Die ersten Kilometer waren herrlich. Die Stimmung, die Strecke, das Tempo - alles war perfekt. Der Chef hatte Recht gehabt. Toll, so ein Marathon. Die Zuschauer feuerten ihn an wie einen Rockstar. Und je länger Paps lief, desto mehr fühlte er sich wie einer. Ein Rockstar in Laufshorts und Funktionshemd. Trug Keith Richards auch gerne Stirnband? Gut, die blutenden Nippel...er hatte ja nicht an alles denken können heute morgen. Die Taschentücher waren wichtiger gewesen. Ob die auf seiner Brust halten würden? Eng genug war das Laufshirt ja...Mist, sie hielten nicht. Aber gut, so ein bisschen Blut auf dem Shirt ließ ihn verwegener erscheinen - wie ein echter Gladiator kam er sich vor. Unglaublich männlich. Unverschämt tapfer. Fast schon todesmutig. So ein richtig harter Kerl eben. Also weiter getrabt. Rock 'n Roll! Alles war im Fluss. Das Grinsen reichte bis über beide Ohren.

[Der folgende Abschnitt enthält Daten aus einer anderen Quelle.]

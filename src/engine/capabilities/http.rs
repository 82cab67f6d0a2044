//! `http`: send a request and export the response

use async_trait::async_trait;
use reqwest::Method;
use std::path::Path;

use crate::common::config::Config;
use crate::common::paths::resolve_in;
use crate::common::{Error, Result};
use crate::engine::capability::{required_param, Capability, CapabilityContext, CapabilityOutput};
use crate::scenario::Params;

/// Default export prefix
const DEFAULT_PREFIX: &str = "response";

/// Parameter prefix for request headers (`header.Content-Type`)
const HEADER_PREFIX: &str = "header.";

pub struct HttpCapability {
    client: reqwest::Client,
    base_url: Option<String>,
}

impl HttpCapability {
    pub fn new(config: &Config) -> Result<Self> {
        let client = reqwest::Client::builder()
            .user_agent(config.http.user_agent.clone())
            .connect_timeout(config.timeouts.http_connect())
            .build()
            .map_err(|e| Error::Config(format!("Failed to build HTTP client: {}", e)))?;

        Ok(Self {
            client,
            base_url: config.http.base_url.clone(),
        })
    }

    /// Apply the configured base URL to relative URLs
    fn full_url(&self, url: &str) -> String {
        match &self.base_url {
            Some(base) if !url.contains("://") => format!(
                "{}/{}",
                base.trim_end_matches('/'),
                url.trim_start_matches('/')
            ),
            _ => url.to_string(),
        }
    }
}

#[async_trait]
impl Capability for HttpCapability {
    fn kind(&self) -> &str {
        "http"
    }

    fn required_params(&self) -> &[&'static str] {
        &["url"]
    }

    fn validate(&self, params: &Params) -> std::result::Result<(), String> {
        if !params.contains_key("url") {
            return Err("missing required parameter 'url'".to_string());
        }
        if params.contains_key("body") && params.contains_key("body_file") {
            return Err("'body' and 'body_file' are mutually exclusive".to_string());
        }
        Ok(())
    }

    async fn invoke(
        &self,
        params: &Params,
        ctx: &CapabilityContext<'_>,
    ) -> Result<CapabilityOutput> {
        let method_name = params
            .get("method")
            .map(|m| m.trim().to_uppercase())
            .unwrap_or_else(|| "GET".to_string());
        let method = Method::from_bytes(method_name.as_bytes()).map_err(|_| {
            Error::capability(self.kind(), format!("invalid method '{}'", method_name))
        })?;
        let url = self.full_url(required_param(params, self.kind(), "url")?);
        let prefix = params.get("as").map(String::as_str).unwrap_or(DEFAULT_PREFIX);

        let mut request = self.client.request(method, &url);

        for (key, value) in params {
            if let Some(name) = key.strip_prefix(HEADER_PREFIX) {
                request = request.header(name, value);
            }
        }

        if let Some(body) = params.get("body") {
            request = request.body(body.clone());
        } else if let Some(file) = params.get("body_file") {
            let path = resolve_in(ctx.workspace, Path::new(file));
            let body = tokio::fs::read(&path).await.map_err(|e| {
                Error::capability(self.kind(), format!("cannot read '{}': {}", path.display(), e))
            })?;
            request = request.body(body);
        }

        tracing::debug!(step = ctx.step, method = %method_name, url = %url, "Sending HTTP request");

        let response = request
            .send()
            .await
            .map_err(|e| Error::capability(self.kind(), format!("{} {}: {}", method_name, url, e)))?;

        let status = response.status();
        let body = response.text().await.map_err(|e| {
            Error::capability(self.kind(), format!("failed to read response body: {}", e))
        })?;

        Ok(
            CapabilityOutput::new(format!("{} {} -> {}", method_name, url, status.as_u16()))
                .export(format!("{}.status", prefix), status.as_u16().to_string())
                .export(format!("{}.body", prefix), body),
        )
    }
}

#[cfg(test)]
mod tests {
    use super::*;
    use crate::engine::CancelToken;
    use tokio::io::{AsyncReadExt, AsyncWriteExt};
    use tokio::net::TcpListener;

    /// Serve a single canned HTTP response and return the request text
    async fn serve_once(response: &'static str) -> (String, tokio::task::JoinHandle<String>) {
        let listener = TcpListener::bind("127.0.0.1:0").await.unwrap();
        let addr = listener.local_addr().unwrap();
        let handle = tokio::spawn(async move {
            let (mut socket, _) = listener.accept().await.unwrap();
            let mut buf = vec![0u8; 8192];
            let n = socket.read(&mut buf).await.unwrap();
            socket.write_all(response.as_bytes()).await.unwrap();
            socket.shutdown().await.unwrap();
            String::from_utf8_lossy(&buf[..n]).into_owned()
        });
        (format!("http://{}", addr), handle)
    }

    fn params(pairs: &[(&str, &str)]) -> Params {
        pairs
            .iter()
            .map(|(k, v)| (k.to_string(), v.to_string()))
            .collect()
    }

    #[tokio::test]
    async fn test_http_exports_status_and_body() {
        let (base, server) = serve_once(
            "HTTP/1.1 201 Created\r\nContent-Length: 11\r\nConnection: close\r\n\r\n{\"id\":\"42\"}",
        )
        .await;

        let capability = HttpCapability::new(&Config::default()).unwrap();
        let cancel = CancelToken::new();
        let ctx = CapabilityContext {
            workspace: Path::new("."),
            step: 1,
            cancel: &cancel,
        };
        let url = format!("{}/users", base);
        let out = capability
            .invoke(
                &params(&[
                    ("url", url.as_str()),
                    ("method", "post"),
                    ("body", "{\"name\":\"alice\"}"),
                    ("header.X-Trace", "abc"),
                ]),
                &ctx,
            )
            .await
            .unwrap();

        assert!(out
            .exports
            .contains(&("response.status".to_string(), "201".to_string())));
        assert!(out
            .exports
            .contains(&("response.body".to_string(), "{\"id\":\"42\"}".to_string())));

        let request = server.await.unwrap();
        assert!(request.starts_with("POST /users HTTP/1.1"));
        assert!(request.to_lowercase().contains("x-trace: abc"));
    }

    #[tokio::test]
    async fn test_http_unreachable_is_capability_error() {
        // Bind then drop to get a port with nothing listening
        let listener = TcpListener::bind("127.0.0.1:0").await.unwrap();
        let addr = listener.local_addr().unwrap();
        drop(listener);

        let capability = HttpCapability::new(&Config::default()).unwrap();
        let cancel = CancelToken::new();
        let ctx = CapabilityContext {
            workspace: Path::new("."),
            step: 1,
            cancel: &cancel,
        };
        let url = format!("http://{}/", addr);
        let err = capability
            .invoke(&params(&[("url", url.as_str())]), &ctx)
            .await
            .unwrap_err();
        assert!(matches!(err, Error::Capability { .. }));
    }

    #[test]
    fn test_base_url_applies_to_relative_urls() {
        let mut config = Config::default();
        config.http.base_url = Some("http://api.local/v1/".to_string());
        let capability = HttpCapability::new(&config).unwrap();
        assert_eq!(capability.full_url("/users"), "http://api.local/v1/users");
        assert_eq!(capability.full_url("https://other/x"), "https://other/x");
    }
}
//! In-memory scenario types
//!
//! A loaded scenario is immutable: parameter values are kept raw and only
//! substituted when a step executes.

use serde::Serialize;
use std::collections::BTreeMap;
use std::fmt;
use std::path::PathBuf;
use std::str::FromStr;
use std::time::Duration;

/// Step kind used for assertion steps in documents
pub const ASSERT_KIND: &str = "assert";

/// Raw (unsubstituted) parameters of an action step
pub type Params = BTreeMap<String, String>;

/// One loaded test-definition document
#[derive(Debug, Clone, PartialEq)]
pub struct Scenario {
    /// Scenario name, defaults to the file stem
    pub name: String,
    /// Optional free-form description
    pub description: Option<String>,
    /// Path of the document the scenario was loaded from
    pub source: PathBuf,
    /// Steps in execution order
    pub steps: Vec<Step>,
}

/// A single unit of work within a scenario
#[derive(Debug, Clone, PartialEq)]
pub struct Step {
    /// 1-based position in the scenario
    pub index: usize,
    /// Optional label shown in the report
    pub title: Option<String>,
    /// Per-step bound overriding the configured default
    pub timeout: Option<Duration>,
    pub body: StepBody,
}

#[derive(Debug, Clone, PartialEq)]
pub enum StepBody {
    /// Invoke the capability registered for `kind`
    Action { kind: String, params: Params },
    /// Compare two values after substitution
    Assertion(Assertion),
}

/// A comparison between an actual and an expected value
#[derive(Debug, Clone, PartialEq)]
pub struct Assertion {
    pub op: Comparison,
    pub subject: Subject,
    pub expected: String,
    /// Range the number of passing selected values must fall in
    ///
    /// When absent every selected value must pass.
    pub count: Option<String>,
}

/// What an assertion compares against its expected value
#[derive(Debug, Clone, PartialEq)]
pub enum Subject {
    /// A single templated value
    Value(String),
    /// Each value `path` selects from the JSON text `from`
    Json { from: String, path: String },
}

impl Step {
    /// Kind string of the step (`assert` for assertions)
    pub fn kind(&self) -> &str {
        match &self.body {
            StepBody::Action { kind, .. } => kind,
            StepBody::Assertion(_) => ASSERT_KIND,
        }
    }

    pub fn is_assertion(&self) -> bool {
        matches!(self.body, StepBody::Assertion(_))
    }
}

/// Comparison operators available to assertion steps
#[derive(Debug, Clone, Copy, PartialEq, Eq, Serialize)]
#[serde(rename_all = "snake_case")]
pub enum Comparison {
    Equals,
    NotEquals,
    Contains,
    GreaterThan,
    LessThan,
    Matches,
    InRange,
}

impl Comparison {
    pub const ALL: [Comparison; 7] = [
        Comparison::Equals,
        Comparison::NotEquals,
        Comparison::Contains,
        Comparison::GreaterThan,
        Comparison::LessThan,
        Comparison::Matches,
        Comparison::InRange,
    ];

    pub fn as_str(&self) -> &'static str {
        match self {
            Comparison::Equals => "equals",
            Comparison::NotEquals => "not_equals",
            Comparison::Contains => "contains",
            Comparison::GreaterThan => "greater_than",
            Comparison::LessThan => "less_than",
            Comparison::Matches => "matches",
            Comparison::InRange => "in_range",
        }
    }
}

impl fmt::Display for Comparison {
    fn fmt(&self, f: &mut fmt::Formatter<'_>) -> fmt::Result {
        f.write_str(self.as_str())
    }
}

impl FromStr for Comparison {
    type Err = String;

    /// Accepts snake_case names and their camelCase spellings
    fn from_str(s: &str) -> Result<Self, Self::Err> {
        match s {
            "equals" => Ok(Comparison::Equals),
            "not_equals" | "notEquals" => Ok(Comparison::NotEquals),
            "contains" => Ok(Comparison::Contains),
            "greater_than" | "greaterThan" => Ok(Comparison::GreaterThan),
            "less_than" | "lessThan" => Ok(Comparison::LessThan),
            "matches" => Ok(Comparison::Matches),
            "in_range" | "inRange" => Ok(Comparison::InRange),
            _ => {
                let known: Vec<&str> = Comparison::ALL.iter().map(|c| c.as_str()).collect();
                Err(format!(
                    "unknown comparison '{}'. Supported: {}",
                    s,
                    known.join(", ")
                ))
            }
        }
    }
}

#[cfg(test)]
mod tests {
    use super::*;

    #[test]
    fn test_comparison_accepts_both_spellings() {
        assert_eq!("greater_than".parse(), Ok(Comparison::GreaterThan));
        assert_eq!("greaterThan".parse(), Ok(Comparison::GreaterThan));
        assert_eq!("inRange".parse(), Ok(Comparison::InRange));
    }

    #[test]
    fn test_unknown_comparison_lists_supported() {
        let err = "approx".parse::<Comparison>().unwrap_err();
        assert!(err.contains("approx"));
        assert!(err.contains("less_than"));
    }
}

Bis Kilometer 28. Ab da floss bei meinem Dad nur noch eines: die Nase. Der Taschentuch-Vorrat schwand immer schneller, dafür die Kilometerzahl immer langsamer. Irgendwann war auch das letzte Tempo verbraucht und es half nur noch eins: Tempo runter und Nase hochziehen. Das ging gut bis Kilometer 31. Dann der Supergau: Nasenbluten. Das kam gleich hinter Seitenstechen, Wadenkrampf und Durchfall. Und wo verdammt nochmal war jetzt die Erste-Hilfe-Station, wenn man sie mal brauchte? Als das rettende weiße Zelt endlich in Sicht kam, waren Paps Beine blutleer und sein Hemd blutgetränkt wie nach einem Käfig-Kampf. 


"Herrje", sagte die Dame vom Roten Kreuz, als er, nicht ganz so heroisch wie gehofft, ins Krankenlager humpelte. "Also ich glaube, sie sollten den Lauf lieber abbrechen." "Abbrechen? Ich? Das kommt ja wohl gar nicht in Frage! So ein bisschen Nasenbluten hält mich doch nicht vom Laufen ab!"


Was soll ich sagen? Den genauen Gesprächsverlauf kenne ich nicht. Ich weiß nur eins: der Papa hat gefinisht. Mit rot gesprenkeltem Funktionshemd auf der Brust, einem überglücklichen Grinsen im Gesicht - und zwei Tampons in der Nase.


Ein echt harter Kerl eben, mein Papa.